Saved entries:
....
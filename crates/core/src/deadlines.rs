//! Approval timeouts: expiry, reminders and auto-approval.
//!
//! The deadline sweeper loads every pending task and asks [`evaluate`] what
//! to do with it. The three checks are independent and may all fire in the
//! same sweep for the same task.

use chrono::Duration;
use serde::{Deserialize, Serialize};

use crate::approval::SubmissionStatus;
use crate::types::Timestamp;

/// Timeout settings of a workflow. A value of zero or less disables a check.
#[derive(Debug, Clone, Copy, Default, PartialEq, Eq, Serialize, Deserialize)]
pub struct DeadlinePolicy {
    pub deadline_days: Option<i32>,
    pub reminder_after_days: Option<i32>,
    pub auto_approve_after_days: Option<i32>,
}

fn enabled(days: Option<i32>) -> Option<i64> {
    days.filter(|d| *d > 0).map(i64::from)
}

impl DeadlinePolicy {
    /// Whether the sweeper has anything to do for this workflow.
    pub fn is_configured(&self) -> bool {
        enabled(self.deadline_days).is_some() || enabled(self.reminder_after_days).is_some()
    }

    /// Due date stamped on a task created at `created_at`.
    pub fn due_date(&self, created_at: Timestamp) -> Option<Timestamp> {
        enabled(self.deadline_days).map(|d| created_at + Duration::days(d))
    }
}

/// The timing facts of one pending task.
#[derive(Debug, Clone, Copy, PartialEq, Eq)]
pub struct TaskClock {
    pub created_at: Timestamp,
    pub reminder_sent_at: Option<Timestamp>,
}

/// What the sweeper should do with one pending task.
#[derive(Debug, Clone, Copy, Default, PartialEq, Eq)]
pub struct SweepVerdict {
    /// Mark the task `expired` and notify escalation groups.
    pub expire: bool,
    /// Approve the submission itself (only together with `expire`).
    pub auto_approve: bool,
    /// Send the one-and-only reminder and stamp `reminder_sent_at`.
    pub remind: bool,
}

impl SweepVerdict {
    pub fn is_noop(&self) -> bool {
        !self.expire && !self.auto_approve && !self.remind
    }
}

/// Decide what happens to a pending task at `now`.
///
/// Every threshold is exclusive: a task created exactly N days ago is not
/// yet N days overdue.
pub fn evaluate(
    policy: &DeadlinePolicy,
    clock: &TaskClock,
    submission_status: SubmissionStatus,
    now: Timestamp,
) -> SweepVerdict {
    let elapsed = |days: i64| now > clock.created_at + Duration::days(days);

    let expire = enabled(policy.deadline_days).is_some_and(elapsed);

    let auto_approve = expire
        && submission_status == SubmissionStatus::PendingApproval
        && enabled(policy.auto_approve_after_days).is_some_and(elapsed);

    let remind = clock.reminder_sent_at.is_none()
        && enabled(policy.reminder_after_days).is_some_and(elapsed);

    SweepVerdict {
        expire,
        auto_approve,
        remind,
    }
}
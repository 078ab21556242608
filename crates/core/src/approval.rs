//! Approval vocabulary: task and submission statuses, task kinds, approval
//! logic and decisions.
//!
//! Every enum here is stored as a lowercase `TEXT` column. The
//! [`string_enum!`] macro keeps the Rust variant, its database spelling and
//! the validation error message in one place.

use std::fmt;
use std::str::FromStr;

use serde::{Deserialize, Serialize};

use crate::error::CoreError;

macro_rules! string_enum {
    (
        $(#[$meta:meta])*
        $name:ident, $label:literal {
            $( $(#[$vmeta:meta])* $variant:ident = $val:literal ),+ $(,)?
        }
    ) => {
        $(#[$meta])*
        #[derive(Debug, Clone, Copy, PartialEq, Eq, Hash, PartialOrd, Ord, Serialize, Deserialize)]
        #[serde(rename_all = "snake_case")]
        pub enum $name {
            $( $(#[$vmeta])* $variant ),+
        }

        impl $name {
            /// Every accepted database value, in declaration order.
            pub const VALID: &'static [&'static str] = &[$($val),+];

            /// The database / wire spelling.
            pub fn as_str(self) -> &'static str {
                match self {
                    $( $name::$variant => $val ),+
                }
            }
        }

        impl FromStr for $name {
            type Err = CoreError;

            fn from_str(s: &str) -> Result<Self, Self::Err> {
                match s {
                    $( $val => Ok($name::$variant), )+
                    other => Err(CoreError::Validation(format!(
                        "Invalid {} '{other}'. Must be one of: {}",
                        $label,
                        Self::VALID.join(", ")
                    ))),
                }
            }
        }

        impl fmt::Display for $name {
            fn fmt(&self, f: &mut fmt::Formatter<'_>) -> fmt::Result {
                f.write_str(self.as_str())
            }
        }
    };
}

pub(crate) use string_enum;

string_enum! {
    /// How the tasks of one scope combine into a scope outcome.
    ApprovalLogic, "approval logic" {
        /// Every group must approve; one rejection vetoes.
        All = "all",
        /// First approval wins; only unanimous rejection vetoes.
        Any = "any",
        /// Groups approve one after another in declared order.
        Sequence = "sequence",
    }
}

string_enum! {
    /// Lifecycle of a single approval task.
    TaskStatus, "task status" {
        Pending = "pending",
        Approved = "approved",
        Rejected = "rejected",
        Expired = "expired",
        Skipped = "skipped",
    }
}

string_enum! {
    /// Explicit discriminant set when a task is created.
    TaskKind, "task kind" {
        /// The single gating task assigned to the submitter's manager.
        Manager = "manager",
        /// A task assigned to an approval group.
        Group = "group",
    }
}

string_enum! {
    /// Lifecycle of a form submission.
    SubmissionStatus, "submission status" {
        Draft = "draft",
        Submitted = "submitted",
        PendingApproval = "pending_approval",
        Approved = "approved",
        Rejected = "rejected",
        Withdrawn = "withdrawn",
    }
}

string_enum! {
    /// An approver's verdict on a task.
    Decision, "decision" {
        Approve = "approve",
        Reject = "reject",
    }
}

impl TaskStatus {
    /// Terminal statuses are never revisited by the orchestrator or sweeper.
    pub fn is_terminal(self) -> bool {
        !matches!(self, TaskStatus::Pending)
    }
}

impl SubmissionStatus {
    /// Once terminal, no further approval task may be created.
    pub fn is_terminal(self) -> bool {
        matches!(
            self,
            SubmissionStatus::Approved | SubmissionStatus::Rejected | SubmissionStatus::Withdrawn
        )
    }
}

impl Decision {
    /// The task status recorded for this decision.
    pub fn task_status(self) -> TaskStatus {
        match self {
            Decision::Approve => TaskStatus::Approved,
            Decision::Reject => TaskStatus::Rejected,
        }
    }
}
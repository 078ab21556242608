use formflow_core::error::CoreError;

/// Errors surfaced by the orchestration shell.
#[derive(Debug, thiserror::Error)]
pub enum EngineError {
    #[error(transparent)]
    Core(#[from] CoreError),

    #[error("Database error: {0}")]
    Database(#[from] sqlx::Error),

    #[error("Configuration error: {0}")]
    Config(String),
}

impl EngineError {
    pub(crate) fn not_found(entity: &'static str, id: formflow_core::types::DbId) -> Self {
        Self::Core(CoreError::NotFound { entity, id })
    }
}
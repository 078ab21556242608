//! Approval task models.

use formflow_core::approval::{TaskKind, TaskStatus};
use formflow_core::deadlines::TaskClock;
use formflow_core::error::CoreError;
use formflow_core::orchestration::{NewTask, TaskSnapshot};
use formflow_core::types::{DbId, Timestamp};
use serde::Serialize;
use sqlx::FromRow;

/// A row from the `approval_tasks` table.
#[derive(Debug, Clone, FromRow, Serialize)]
pub struct ApprovalTask {
    pub id: DbId,
    pub submission_id: DbId,
    pub task_kind: String,
    pub status: String,
    pub assigned_to: Option<DbId>,
    pub assigned_group_id: Option<DbId>,
    pub workflow_stage_id: Option<DbId>,
    pub stage_number: Option<i32>,
    pub step_number: Option<i32>,
    pub step_name: String,
    pub due_date: Option<Timestamp>,
    pub reminder_sent_at: Option<Timestamp>,
    pub completed_by: Option<DbId>,
    pub completed_at: Option<Timestamp>,
    pub decision: Option<String>,
    pub comments: Option<String>,
    pub created_at: Timestamp,
    pub updated_at: Timestamp,
}

impl ApprovalTask {
    pub fn kind(&self) -> Result<TaskKind, CoreError> {
        self.task_kind.parse()
    }

    pub fn status(&self) -> Result<TaskStatus, CoreError> {
        self.status.parse()
    }

    /// The planner's view of this task.
    pub fn snapshot(&self) -> Result<TaskSnapshot, CoreError> {
        Ok(TaskSnapshot {
            id: self.id,
            kind: self.kind()?,
            status: self.status()?,
            assigned_group: self.assigned_group_id,
            stage_number: self.stage_number,
            step_number: self.step_number,
        })
    }
}

/// Convert a batch of rows into planner snapshots.
pub fn snapshots(tasks: &[ApprovalTask]) -> Result<Vec<TaskSnapshot>, CoreError> {
    tasks.iter().map(ApprovalTask::snapshot).collect()
}

/// DTO for inserting a task the planner asked for.
#[derive(Debug, Clone)]
pub struct CreateApprovalTask {
    pub submission_id: DbId,
    pub task_kind: String,
    pub assigned_to: Option<DbId>,
    pub assigned_group_id: Option<DbId>,
    pub workflow_stage_id: Option<DbId>,
    pub stage_number: Option<i32>,
    pub step_number: Option<i32>,
    pub step_name: String,
    pub due_date: Option<Timestamp>,
}

impl CreateApprovalTask {
    pub fn from_planned(submission_id: DbId, task: &NewTask) -> Self {
        Self {
            submission_id,
            task_kind: task.kind.as_str().to_string(),
            assigned_to: task.assigned_to,
            assigned_group_id: task.assigned_group.as_ref().map(|g| g.id),
            workflow_stage_id: task.stage_id,
            stage_number: task.stage_number,
            step_number: task.step_number,
            step_name: task.step_name.clone(),
            due_date: task.due_date,
        }
    }
}

/// A pending task with the submission facts the deadline sweeper needs.
#[derive(Debug, Clone, FromRow, Serialize)]
pub struct SweepCandidate {
    pub id: DbId,
    pub submission_id: DbId,
    pub form_id: DbId,
    pub submission_status: String,
    pub step_name: String,
    pub assigned_to: Option<DbId>,
    pub assigned_group_id: Option<DbId>,
    pub created_at: Timestamp,
    pub reminder_sent_at: Option<Timestamp>,
}

impl SweepCandidate {
    pub fn clock(&self) -> TaskClock {
        TaskClock {
            created_at: self.created_at,
            reminder_sent_at: self.reminder_sent_at,
        }
    }
}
....
What the task asks: Reproduce exactly the lines above from the line with "in declaration order." to the line with "task is created.", including both, and add nothing.

Answer below:
            /// Every accepted database value, in declaration order.
            pub const VALID: &'static [&'static str] = &[$($val),+];

            /// The database / wire spelling.
            pub fn as_str(self) -> &'static str {
                match self {
                    $( $name::$variant => $val ),+
                }
            }
        }

        impl FromStr for $name {
            type Err = CoreError;

            fn from_str(s: &str) -> Result<Self, Self::Err> {
                match s {
                    $( $val => Ok($name::$variant), )+
                    other => Err(CoreError::Validation(format!(
                        "Invalid {} '{other}'. Must be one of: {}",
                        $label,
                        Self::VALID.join(", ")
                    ))),
                }
            }
        }

        impl fmt::Display for $name {
            fn fmt(&self, f: &mut fmt::Formatter<'_>) -> fmt::Result {
                f.write_str(self.as_str())
            }
        }
    };
}

pub(crate) use string_enum;

string_enum! {
    /// How the tasks of one scope combine into a scope outcome.
    ApprovalLogic, "approval logic" {
        /// Every group must approve; one rejection vetoes.
        All = "all",
        /// First approval wins; only unanimous rejection vetoes.
        Any = "any",
        /// Groups approve one after another in declared order.
        Sequence = "sequence",
    }
}

string_enum! {
    /// Lifecycle of a single approval task.
    TaskStatus, "task status" {
        Pending = "pending",
        Approved = "approved",
        Rejected = "rejected",
        Expired = "expired",
        Skipped = "skipped",
    }
}

string_enum! {
    /// Explicit discriminant set when a task is created.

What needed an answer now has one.